Denunciato un napoletano di 65 anni che aveva messo a segno il colpo ai danni di un’azienda di Luzzara Aveva acquistato una partita di barbecue per un valore di 3mila euro

LUZZARA. Sembrava essere un normale, seppur importante, acquisto di barbecue, ma successivamente per l’imprenditore reggiano, che al momento del pagamento ha ricevuto un assegno di oltre 3.000 euro, la vendita si è rivelata una truffa.

I barbecue erano stati pagati con un assegno falso. La truffa è andata a segno ai danni di un azienda di Luzzara leader nella produzione e vendita di barbecue e grill a gas.

Le indicazioni fornite dalla stessa vittima congiunte alle risultanze investigative dei carabinieri di Luzzara hanno però giocato a sfavore del truffatore, un 65enne napoletano. I fatti risalgono alla fine dello scorso mese di marzo. Un’azienda partenopea aveva commissionato alla dita di Luzzara una partita di una decina di barbecue, consegnati poi in 4 forniture, pagate con un apparente regolare assegno bancario.

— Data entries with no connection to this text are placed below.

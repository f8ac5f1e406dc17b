//! chatgate - gate pipeline chat backend
//!
//! `serve` runs the HTTP API, `ask` pushes a single message through the
//! pipeline and prints the result, `config` validates the configuration.

use chatgate::config::AssistantConfig;
use chatgate::gates::{assemble_gate_set, GateDependencies};
use chatgate::llm::create_provider;
use chatgate::observability::init_default_logging;
use chatgate::pipeline::{PipelineOrchestrator, PipelineSettings};
use chatgate::server::{self, ChatRequest, ChatService};
use chatgate::store::{AckLedger, ConversationStore, InMemoryConversationStore};
use chatgate::tools::ToolSystem;
use clap::{Parser, Subcommand};
use std::net::SocketAddr;
use std::path::PathBuf;
use std::process;
use std::sync::Arc;
use std::time::Duration;
use tokio::signal;
use tracing::{error, info, warn};

/// Gate pipeline backend for a conversational assistant
#[derive(Parser)]
#[command(name = "chatgate")]
#[command(about = "Gate pipeline backend for a conversational assistant")]
#[command(version)]
struct Cli {
    /// Configuration file path
    #[arg(short, long, value_name = "FILE", env = "CHATGATE_CONFIG")]
    config: Option<PathBuf>,

    /// Verbose logging
    #[arg(short, long, action = clap::ArgAction::Count)]
    verbose: u8,

    #[command(subcommand)]
    command: Commands,
}

#[derive(Subcommand)]
enum Commands {
    /// Serve the chat API
    Serve,
    /// Run one message through the pipeline and print the result
    Ask {
        #[arg(short, long)]
        message: String,
        #[arg(long, default_value = "cli-user")]
        user: String,
        #[arg(long, default_value = "cli")]
        conversation: String,
        /// Token from an earlier await_ack result
        #[arg(long)]
        ack_token: Option<String>,
    },
    /// Validate configuration
    Config {
        /// Show current configuration
        #[arg(long)]
        show: bool,
    },
}

/// Everything a running assistant needs
struct Runtime {
    service: Arc<ChatService>,
    tools: Arc<ToolSystem>,
}

#[tokio::main]
async fn main() {
    let cli = Cli::parse();

    if cli.verbose > 0 && std::env::var("LOG_LEVEL").is_err() {
        let level = if cli.verbose > 1 { "TRACE" } else { "DEBUG" };
        std::env::set_var("LOG_LEVEL", level);
    }
    init_default_logging();

    info!("Starting chatgate v{}", env!("CARGO_PKG_VERSION"));

    let config = match load_configuration(&cli.config) {
        Ok(config) => config,
        Err(e) => {
            error!("Failed to load configuration: {}", e);
            process::exit(1);
        }
    };

    let result = match cli.command {
        Commands::Serve => serve(config).await,
        Commands::Ask {
            message,
            user,
            conversation,
            ack_token,
        } => ask(config, message, user, conversation, ack_token).await,
        Commands::Config { show } => handle_config_command(&config, show),
    };

    if let Err(e) = result {
        error!("Command failed: {}", e);
        process::exit(1);
    }

    info!("Shutdown complete");
}

fn load_configuration(
    config_path: &Option<PathBuf>,
) -> Result<AssistantConfig, Box<dyn std::error::Error>> {
    if let Some(path) = config_path {
        info!("Loading configuration from: {}", path.display());
        return Ok(AssistantConfig::load_from_file(path)?);
    }

    for path_str in ["chatgate.toml", "config/chatgate.toml"] {
        let path = PathBuf::from(path_str);
        if path.exists() {
            info!("Loading configuration from: {}", path.display());
            return Ok(AssistantConfig::load_from_file(&path)?);
        }
    }

    Err("No configuration file found. Provide one with -c/--config or create chatgate.toml".into())
}

/// Wire providers, tools and stores into a chat service
async fn build_runtime(config: &AssistantConfig) -> Result<Runtime, Box<dyn std::error::Error>> {
    let llm = create_provider(&config.llm, config.get_llm_api_key()?)?;

    let mut tools = ToolSystem::new();
    tools.initialize(&config.tools).await?;
    info!(tools = ?tools.list_tools(), "Tool system ready");
    let tools = Arc::new(tools);

    let store: Arc<dyn ConversationStore> =
        Arc::new(InMemoryConversationStore::new(config.memory.max_turns));
    let ledger = Arc::new(AckLedger::new(Duration::from_secs(
        config.intent.ack_ttl_secs,
    )));

    let gates = assemble_gate_set(
        config,
        GateDependencies {
            llm,
            tools: tools.clone(),
            store: store.clone(),
            ledger: ledger.clone(),
        },
    )?;
    info!(gates = ?gates.gate_ids(), "Gate set assembled");

    let orchestrator = Arc::new(PipelineOrchestrator::new(
        gates,
        PipelineSettings::from(&config.pipeline),
    ));
    let service = ChatService::new(orchestrator, store, ledger)
        .with_history_window(config.memory.history_window)
        .with_request_timeout(config.pipeline.request_timeout_ms.map(Duration::from_millis));

    Ok(Runtime {
        service: Arc::new(service),
        tools,
    })
}

async fn serve(config: AssistantConfig) -> Result<(), Box<dyn std::error::Error>> {
    let Runtime { service, tools } = build_runtime(&config).await?;
    let addr: SocketAddr = format!("{}:{}", config.server.host, config.server.port).parse()?;

    let mut sigint = signal::unix::signal(signal::unix::SignalKind::interrupt())?;
    let mut sigterm = signal::unix::signal(signal::unix::SignalKind::terminate())?;
    let shutdown = async move {
        tokio::select! {
            _ = sigint.recv() => info!("Received SIGINT, shutting down gracefully..."),
            _ = sigterm.recv() => info!("Received SIGTERM, shutting down gracefully..."),
        }
    };

    server::serve(
        service,
        config.assistant.id.clone(),
        config.server.max_body_bytes,
        addr,
        shutdown,
    )
    .await;

    shutdown_tools(tools).await;
    Ok(())
}

async fn ask(
    config: AssistantConfig,
    message: String,
    user: String,
    conversation: String,
    ack_token: Option<String>,
) -> Result<(), Box<dyn std::error::Error>> {
    let Runtime { service, tools } = build_runtime(&config).await?;

    let mut request = ChatRequest::new(message, user, conversation);
    request.ack_token = ack_token;
    let result = service.handle(request).await?;
    println!("{}", serde_json::to_string_pretty(&result)?);

    drop(service);
    shutdown_tools(tools).await;
    Ok(())
}

async fn shutdown_tools(tools: Arc<ToolSystem>) {
    match Arc::try_unwrap(tools) {
        Ok(mut tools) => {
            if let Err(e) = tools.shutdown().await {
                error!("Error during tool shutdown: {}", e);
            }
        }
        Err(_) => warn!("Tool system still in use, skipping shutdown"),
    }
}

fn handle_config_command(
    config: &AssistantConfig,
    show: bool,
) -> Result<(), Box<dyn std::error::Error>> {
    if show {
        println!("Current configuration:");
        println!("{}", toml::to_string_pretty(config)?);
    }

    info!("Configuration validation complete");
    Ok(())
}
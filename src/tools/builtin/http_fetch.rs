//! HTTP GET tool used for live-data lookups
//!
//! Fetches a URL with optional query parameters and returns the status,
//! content type and body. JSON bodies are parsed; HTML is reduced to its
//! readable article text.

use crate::tools::{Tool, ToolDescription, ToolError};
use article_scraper::Readability;
use async_trait::async_trait;
use serde_json::{json, Value};
use std::time::Duration;
use tracing::{debug, warn};
use url::Url;

const DEFAULT_TIMEOUT_SECS: u64 = 10;
const DEFAULT_MAX_RESPONSE_BYTES: usize = 256 * 1024;

pub struct HttpFetchTool {
    client: Option<reqwest::Client>,
    timeout: Duration,
    max_response_bytes: usize,
    /// Empty means any host
    allowed_hosts: Vec<String>,
}

impl Default for HttpFetchTool {
    fn default() -> Self {
        Self::new()
    }
}

impl HttpFetchTool {
    pub fn new() -> Self {
        Self {
            client: None,
            timeout: Duration::from_secs(DEFAULT_TIMEOUT_SECS),
            max_response_bytes: DEFAULT_MAX_RESPONSE_BYTES,
            allowed_hosts: Vec::new(),
        }
    }

    fn build_url(&self, raw: &str, query: Option<&serde_json::Map<String, Value>>) -> Result<Url, ToolError> {
        let mut url = Url::parse(raw)
            .map_err(|e| ToolError::ExecutionError(format!("Invalid URL '{raw}': {e}")))?;

        if !matches!(url.scheme(), "http" | "https") {
            return Err(ToolError::ExecutionError(format!(
                "Unsupported URL scheme: {}",
                url.scheme()
            )));
        }

        if !self.allowed_hosts.is_empty() {
            let host = url.host_str().unwrap_or_default();
            if !self.allowed_hosts.iter().any(|allowed| allowed == host) {
                return Err(ToolError::ExecutionError(format!(
                    "Host '{host}' is not in the allowed host list"
                )));
            }
        }

        if let Some(query) = query {
            let mut pairs = url.query_pairs_mut();
            for (key, value) in query {
                match value {
                    Value::String(s) => pairs.append_pair(key, s),
                    other => pairs.append_pair(key, &other.to_string()),
                };
            }
        }

        Ok(url)
    }

    /// Read the body in chunks, failing once it exceeds the configured cap
    async fn read_capped(&self, mut response: reqwest::Response) -> Result<Vec<u8>, ToolError> {
        let mut body = Vec::new();
        while let Some(chunk) = response.chunk().await.map_err(map_reqwest_error)? {
            if body.len() + chunk.len() > self.max_response_bytes {
                return Err(ToolError::ExecutionError(format!(
                    "Response exceeds {} bytes",
                    self.max_response_bytes
                )));
            }
            body.extend_from_slice(&chunk);
        }
        Ok(body)
    }
}

fn map_reqwest_error(e: reqwest::Error) -> ToolError {
    if e.is_timeout() {
        ToolError::Timeout(e.to_string())
    } else {
        ToolError::ExecutionError(format!("HTTP request failed: {e}"))
    }
}

/// Decode a response body according to its content type
async fn decode_body(url: &Url, content_type: &str, bytes: &[u8]) -> Result<Value, ToolError> {
    let text = String::from_utf8_lossy(bytes);
    if content_type.contains("json") {
        if let Ok(parsed) = serde_json::from_slice::<Value>(bytes) {
            return Ok(parsed);
        }
    }
    if content_type.contains("html") {
        return extract_readable_text(&text, url).await.map(Value::String);
    }
    Ok(Value::String(text.into_owned()))
}

/// Pull the main article out of a page with Readability, flattening the
/// result to text. Falls back to flattening the whole page when extraction
/// finds nothing.
async fn extract_readable_text(html: &str, url: &Url) -> Result<String, ToolError> {
    let html_owned = html.to_string();
    let base_url = Some(url.clone());
    // article_scraper can panic on malformed markup
    let result = tokio::task::spawn_blocking(move || {
        std::panic::catch_unwind(std::panic::AssertUnwindSafe(|| {
            tokio::runtime::Handle::current()
                .block_on(async { Readability::extract(&html_owned, base_url).await })
        }))
    })
    .await;

    match result {
        Ok(Ok(Ok(article))) => {
            let text = html_to_text(&article);
            if text.is_empty() {
                debug!(url = %url, "Readability found no article, flattening whole page");
                Ok(html_to_text(html))
            } else {
                Ok(text)
            }
        }
        Ok(Ok(Err(e))) => {
            debug!(url = %url, error = %e, "Readability extraction failed, flattening whole page");
            Ok(html_to_text(html))
        }
        Ok(Err(_panic)) => Err(ToolError::ExecutionError(format!(
            "Content extraction failed for '{url}': the page's HTML could not be parsed"
        ))),
        Err(e) => {
            warn!(url = %url, error = %e, "Extraction task failed, flattening whole page");
            Ok(html_to_text(html))
        }
    }
}

/// Strip tags, scripts and styles; block elements become line breaks
fn html_to_text(html: &str) -> String {
    let mut result = String::new();
    let mut in_tag = false;
    let mut in_script = false;
    let mut in_style = false;
    let mut tag_name = String::new();

    for ch in html.chars() {
        match ch {
            '<' => {
                in_tag = true;
                tag_name.clear();
            }
            '>' if in_tag => {
                let tag = tag_name
                    .split_whitespace()
                    .next()
                    .unwrap_or_default()
                    .to_lowercase();
                match tag.as_str() {
                    "script" => in_script = true,
                    "/script" => in_script = false,
                    "style" => in_style = true,
                    "/style" => in_style = false,
                    _ => {}
                }
                let bare = tag.trim_start_matches('/').trim_end_matches('/');
                if matches!(
                    bare,
                    "div" | "p" | "br" | "li" | "tr" | "h1" | "h2" | "h3" | "h4" | "h5" | "h6"
                ) {
                    result.push('\n');
                }
                in_tag = false;
            }
            _ if in_tag => tag_name.push(ch),
            _ if in_script || in_style => {}
            _ if ch.is_whitespace() => {
                if !result.ends_with(' ') && !result.ends_with('\n') {
                    result.push(' ');
                }
            }
            _ => result.push(ch),
        }
    }

    result
        .lines()
        .map(str::trim)
        .filter(|line| !line.is_empty())
        .collect::<Vec<_>>()
        .join("\n")
}

#[async_trait]
impl Tool for HttpFetchTool {
    fn describe(&self) -> ToolDescription {
        ToolDescription {
            name: "http_fetch".to_string(),
            description: "Fetch a URL over HTTP GET and return its body as JSON or text"
                .to_string(),
            parameters: json!({
                "type": "object",
                "properties": {
                    "url": {
                        "type": "string",
                        "minLength": 1
                    },
                    "query": {
                        "type": "object",
                        "additionalProperties": {
                            "type": ["string", "number", "boolean"]
                        }
                    },
                    "headers": {
                        "type": "object",
                        "additionalProperties": {"type": "string"}
                    }
                },
                "required": ["url"],
                "additionalProperties": false
            }),
        }
    }

    async fn initialize(&mut self, config: Option<&Value>) -> Result<(), ToolError> {
        if let Some(config) = config {
            if let Some(secs) = config.get("timeout_secs").and_then(Value::as_u64) {
                if secs == 0 {
                    return Err(ToolError::InitializationError(
                        "timeout_secs must be greater than zero".to_string(),
                    ));
                }
                self.timeout = Duration::from_secs(secs);
            }
            if let Some(max) = config.get("max_response_bytes").and_then(Value::as_u64) {
                self.max_response_bytes = max as usize;
            }
            if let Some(hosts) = config.get("allowed_hosts").and_then(Value::as_array) {
                self.allowed_hosts = hosts
                    .iter()
                    .filter_map(Value::as_str)
                    .map(str::to_string)
                    .collect();
            }
        }

        self.client = Some(
            reqwest::Client::builder()
                .timeout(self.timeout)
                .build()
                .map_err(|e| ToolError::InitializationError(e.to_string()))?,
        );

        Ok(())
    }

    async fn execute(&self, parameters: &Value) -> Result<Value, ToolError> {
        let client = self
            .client
            .as_ref()
            .ok_or_else(|| ToolError::ExecutionError("Tool not initialized".to_string()))?;

        let raw_url = parameters
            .get("url")
            .and_then(Value::as_str)
            .ok_or_else(|| ToolError::ValidationError("url is required".to_string()))?;
        let url = self.build_url(raw_url, parameters.get("query").and_then(Value::as_object))?;

        let mut request = client.get(url.clone());
        if let Some(headers) = parameters.get("headers").and_then(Value::as_object) {
            for (key, value) in headers {
                if let Some(value) = value.as_str() {
                    request = request.header(key, value);
                }
            }
        }

        let response = request.send().await.map_err(map_reqwest_error)?;
        let status = response.status();
        let content_type = response
            .headers()
            .get(reqwest::header::CONTENT_TYPE)
            .and_then(|v| v.to_str().ok())
            .unwrap_or("text/plain")
            .to_string();

        let bytes = self.read_capped(response).await?;

        if !status.is_success() {
            return Err(ToolError::ExecutionError(format!(
                "{url} returned HTTP {}",
                status.as_u16()
            )));
        }

        Ok(json!({
            "url": url.as_str(),
            "status": status.as_u16(),
            "content_type": content_type,
            "body": decode_body(&url, &content_type, &bytes).await?,
        }))
    }
}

Dopo aver appreso dalla sua banca l’impossibilità al pagamento del titolo in quanto non esigibile, poiché falso, l’imprenditore reggiano si è rivolto ai carabinieri. Partendo dall’assegno bancario falso e dall’indicazione del corriere che aveva curato la consegna dei barbecue i militari dell’Arma sono risaliti al truffatore. Le conferme sulla sua responsabilità sono giunte da precise testimonianze. Per l’uomo è scattata la denuncia in ordine ai reati di truffa per aver raggirato l’imprenditore e ricettazione per la spendita dell’assegno falso.